いや~、一時はどうなるかとおもったけど、最後はハッピーエンドで終わってよかった。
俺は心から友人を祝福した。
……。
……。
……。
って、ちょっと待て!
「おい、梅崎さんの彼氏! 妹ってなんだ!? おい、友人! お兄さんってなんだ!? お前らの話を聞いているとまるで――」
「彼氏? なに言ってんのこいつ?」
「すいません、お兄さん。こいつは普段からこういう奴で……ほんと、恥ずかしいかぎりなんですよ」
「って、お兄さん言うんじゃねぇよ!」
「すみません。兄貴」
「……あ、兄貴なんて気安く呼ぶな!」
梅崎さんの彼氏(?)と友人は話を続けるが、俺だけが置いてきぼりをくらっている。
「あ!!」
ま、まさか!
俺は一つの可能性を考え付いた。
友人は勝負に勝ったとたんに梅崎さんの彼氏(?)の事を『お兄さん』と呼んだ。
梅崎さんの彼氏(?)は、梅崎みしおさんの事を『妹』と言った。
この二つから導き出される答えは一つ。
俺が梅崎さんの彼氏だと思っていた人物は、実は梅崎さんのお兄さんだった!?
「この人は、梅崎のお兄さん!? そんな……だって、年齢や学年を考えれば兄弟の可能性は消えるはず」
「双子の兄だ」
えーーー!?
なに? その設定!?
「そんな馬鹿な! 俺がそんな……でかい勘違いを!?」
「まあ、そういうことだ。

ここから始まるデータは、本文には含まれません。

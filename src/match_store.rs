use std::collections::BTreeSet;

use chrono::NaiveDate;
use once_cell::sync::OnceCell;
use serde::{Deserialize, Serialize};

/// One historical fixture. Immutable once loaded.
#[derive(Debug, Clone, PartialEq, Eq, Serialize, Deserialize)]
pub struct MatchRecord {
    pub date: NaiveDate,
    pub home_team: String,
    pub away_team: String,
    pub home_score: u32,
    pub away_score: u32,
}

/// Result of a match seen from one team's side.
#[derive(Debug, Clone, Copy, PartialEq, Eq, Serialize)]
pub enum TeamResult {
    Win,
    Loss,
    Draw,
}

impl MatchRecord {
    pub fn total_score(&self) -> u32 {
        self.home_score + self.away_score
    }

    pub fn is_draw(&self) -> bool {
        self.home_score == self.away_score
    }

    pub fn is_home_win(&self) -> bool {
        self.home_score > self.away_score
    }

    /// Winning side's name, or "Draw".
    pub fn winner(&self) -> &str {
        if self.home_score > self.away_score {
            &self.home_team
        } else if self.home_score < self.away_score {
            &self.away_team
        } else {
            "Draw"
        }
    }

    /// Result from `team`'s perspective. `None` when the team did not play
    /// in this match.
    pub fn result_for(&self, team: &str) -> Option<TeamResult> {
        let (own, opp) = if self.home_team == team {
            (self.home_score, self.away_score)
        } else if self.away_team == team {
            (self.away_score, self.home_score)
        } else {
            return None;
        };
        Some(if own > opp {
            TeamResult::Win
        } else if own < opp {
            TeamResult::Loss
        } else {
            TeamResult::Draw
        })
    }
}

/// The full match log, in source-file order.
///
/// Records are never re-sorted: recency windows are taken over the order the
/// rows arrived in, which for the supported datasets is already ascending by
/// date. The store is read-only after construction; the team-name cache is
/// write-once, so sharing `&MatchStore` across threads is safe.
#[derive(Debug, Default)]
pub struct MatchStore {
    records: Vec<MatchRecord>,
    team_names: OnceCell<Vec<String>>,
}

impl MatchStore {
    pub fn from_records(records: Vec<MatchRecord>) -> Self {
        Self {
            records,
            team_names: OnceCell::new(),
        }
    }

    pub fn records(&self) -> &[MatchRecord] {
        &self.records
    }

    pub fn len(&self) -> usize {
        self.records.len()
    }

    pub fn is_empty(&self) -> bool {
        self.records.is_empty()
    }

    /// Matches where `team` played at home, in store order.
    pub fn matches_as_home<'a>(&'a self, team: &str) -> Vec<&'a MatchRecord> {
        self.records
            .iter()
            .filter(|m| m.home_team == team)
            .collect()
    }

    /// Matches where `team` played away, in store order.
    pub fn matches_as_away<'a>(&'a self, team: &str) -> Vec<&'a MatchRecord> {
        self.records
            .iter()
            .filter(|m| m.away_team == team)
            .collect()
    }

    /// Every team that appears on either side, lexically sorted. Computed on
    /// first use and cached.
    pub fn team_names(&self) -> &[String] {
        self.team_names.get_or_init(|| {
            let mut names = BTreeSet::new();
            for m in &self.records {
                names.insert(m.home_team.as_str());
                names.insert(m.away_team.as_str());
            }
            names.into_iter().map(str::to_string).collect()
        })
    }

    pub fn contains_team(&self, team: &str) -> bool {
        self.team_names()
            .binary_search_by(|name| name.as_str().cmp(team))
            .is_ok()
    }
}

/// Final `n` elements of `seq` in original order (all of it when shorter).
pub fn last_n<T>(seq: &[T], n: usize) -> &[T] {
    &seq[seq.len().saturating_sub(n)..]
}
use std::path::Path;

use anyhow::{Context, Result};
use rust_xlsxwriter::{Workbook, Worksheet};

use crate::match_store::MatchStore;
use crate::overview;

pub struct ExportReport {
    pub teams: usize,
    pub matches: usize,
    pub seasons: usize,
}

/// Writes the computed dataset summary to an .xlsx workbook: win counts,
/// highest-scoring matches, seasonal averages, and per-team yearly results.
pub fn export_summary(path: &Path, store: &MatchStore) -> Result<ExportReport> {
    let wins = overview::win_counts(store);
    let highest = overview::highest_scoring_matches(store);
    let seasonal = overview::seasonal_average_scores(store);

    let mut wins_rows = vec![vec!["Team".to_string(), "Wins".to_string()]];
    for row in &wins {
        wins_rows.push(vec![row.team.clone(), row.wins.to_string()]);
    }

    let mut highest_rows = vec![vec![
        "Date".to_string(),
        "Home".to_string(),
        "Away".to_string(),
        "Home Goals".to_string(),
        "Away Goals".to_string(),
        "Total".to_string(),
    ]];
    for m in &highest {
        highest_rows.push(vec![
            m.date.to_string(),
            m.home_team.clone(),
            m.away_team.clone(),
            m.home_score.to_string(),
            m.away_score.to_string(),
            m.total_score().to_string(),
        ]);
    }

    let mut season_rows = vec![vec![
        "Season".to_string(),
        "Avg Home Goals".to_string(),
        "Avg Away Goals".to_string(),
        "Matches".to_string(),
    ]];
    for s in &seasonal {
        season_rows.push(vec![
            s.season.clone(),
            format!("{:.2}", s.avg_home_score),
            format!("{:.2}", s.avg_away_score),
            s.matches.to_string(),
        ]);
    }

    let mut yearly_rows = vec![vec![
        "Team".to_string(),
        "Year".to_string(),
        "Wins".to_string(),
        "Draws".to_string(),
        "Losses".to_string(),
    ]];
    for team in store.team_names() {
        for y in overview::team_results_by_year(store, team) {
            yearly_rows.push(vec![
                team.clone(),
                y.year.to_string(),
                y.wins.to_string(),
                y.draws.to_string(),
                y.losses.to_string(),
            ]);
        }
    }

    let mut workbook = Workbook::new();
    {
        let sheet = workbook.add_worksheet();
        sheet.set_name("WinCounts")?;
        write_rows(sheet, &wins_rows)?;
    }
    {
        let sheet = workbook.add_worksheet();
        sheet.set_name("HighestScoring")?;
        write_rows(sheet, &highest_rows)?;
    }
    {
        let sheet = workbook.add_worksheet();
        sheet.set_name("SeasonAverages")?;
        write_rows(sheet, &season_rows)?;
    }
    {
        let sheet = workbook.add_worksheet();
        sheet.set_name("YearlyResults")?;
        write_rows(sheet, &yearly_rows)?;
    }

    workbook
        .save(path)
        .with_context(|| format!("failed writing workbook to {}", path.display()))?;

    Ok(ExportReport {
        teams: store.team_names().len(),
        matches: store.len(),
        seasons: seasonal.len(),
    })
}

fn write_rows(worksheet: &mut Worksheet, rows: &[Vec<String>]) -> Result<()> {
    for (row_idx, row) in rows.iter().enumerate() {
        for (col_idx, value) in row.iter().enumerate() {
            worksheet
                .write_string(row_idx as u32, col_idx as u16, value)
                .with_context(|| format!("write cell ({row_idx},{col_idx})"))?;
        }
    }
    Ok(())
}

#[cfg(test)]
mod tests {
    use super::*;
    use crate::match_store::MatchRecord;
    use chrono::NaiveDate;

    #[test]
    fn export_writes_a_workbook() {
        let store = MatchStore::from_records(vec![
            MatchRecord {
                date: NaiveDate::from_ymd_opt(2018, 9, 8).unwrap(),
                home_team: "Italy".to_string(),
                away_team: "Poland".to_string(),
                home_score: 1,
                away_score: 1,
            },
            MatchRecord {
                date: NaiveDate::from_ymd_opt(2018, 10, 14).unwrap(),
                home_team: "Poland".to_string(),
                away_team: "Italy".to_string(),
                home_score: 0,
                away_score: 1,
            },
        ]);

        let dir = tempfile::tempdir().expect("temp dir");
        let path = dir.path().join("summary.xlsx");
        let report = export_summary(&path, &store).expect("export should succeed");

        assert!(path.exists());
        assert_eq!(report.teams, 2);
        assert_eq!(report.matches, 2);
        assert_eq!(report.seasons, 1);
    }
}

現実を受け止めろよ。辛いだろうけどさ♪」
ポンっと、再び友人の手が俺の肩に置かれた。
「うっ……」
「う?」
「嘘だああぁぁぁああああ!!」
俺は現実を受け止められなかった。
たたたたたっ
何も信じられなくなった俺は、現実から逃げるようにゲームセンターを飛び出してた。
「残念ながら、ほんとのことなのさ♪」
という友人のふざけた言葉が、現実から逃走する俺の耳にいつまでも繰り返し反響していた。